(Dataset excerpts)
----------
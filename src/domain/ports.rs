use crate::domain::data::SchemaRevision;
use crate::domain::model::{CustomScenario, RenderedScenario, Scenario};
use crate::utils::error::Result;

pub trait Storage {
    fn write_file(&self, path: &str, data: &[u8]) -> Result<()>;
}

pub trait ConfigProvider {
    fn output_path(&self) -> &str;
    fn file_prefix(&self) -> &str;
    fn schema_revision(&self) -> SchemaRevision;
    /// Scenarios to generate; empty means all of them.
    fn scenarios(&self) -> &[String];
    fn custom_scenarios(&self) -> &[CustomScenario];
}

pub trait Pipeline {
    /// Names of the scenarios to generate, in order.
    fn plan(&self) -> Result<Vec<String>>;
    fn build(&self, name: &str) -> Result<Scenario>;
    fn render(&self, scenario: &Scenario) -> Result<RenderedScenario>;
    fn load(&self, rendered: RenderedScenario) -> Result<Vec<String>>;
}
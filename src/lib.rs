//! # Newsletter Digest
//!
//! Extracts clean, deduplicated article references from newsletter emails.
//!
//! Newsletter issues bury every article behind click-tracking redirects,
//! sponsor blocks, footer boilerplate and table-based layouts. This crate
//! turns one raw message (subject, sender, timestamp, HTML and plaintext
//! bodies) into an ordered list of [`Article`]s: title, canonical URL,
//! short summary, read time, topic and newsletter source.
//!
//! ## Architecture
//!
//! The engine is a synchronous, stateless pipeline:
//! 1. **Resolve**: decode tracking redirects and canonicalize URLs ([`resolver`])
//! 2. **Classify**: reject administrative, sponsored and navigational links ([`classifier`])
//! 3. **Extract**: walk the HTML and plaintext bodies ([`extractors`])
//! 4. **Summarize**: normalize trailing text into a bounded summary ([`summary`])
//! 5. **Deduplicate**: merge exact and near-duplicate candidates ([`dedupe`])
//!
//! [`pipeline::Pipeline`] sequences these per message. The binary wraps it in a
//! concurrent batch runner over message files and writes JSON and Markdown
//! digests ([`outputs`]).

pub mod classifier;
pub mod config;
pub mod dedupe;
pub mod dom;
pub mod error;
pub mod extractors;
pub mod models;
pub mod outputs;
pub mod pipeline;
pub mod resolver;
pub mod summary;
pub mod utils;

pub use config::ExtractionConfig;
pub use error::{Error, Result};
pub use models::{Article, ArticleCandidate, Digest, NewsletterSource, RawMessage};
pub use pipeline::Pipeline;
----------
Search the data for the string "resolver" and copy out every line where it is found.

//! 1. **Resolve**: decode tracking redirects and canonicalize URLs ([`resolver`])
pub mod resolver;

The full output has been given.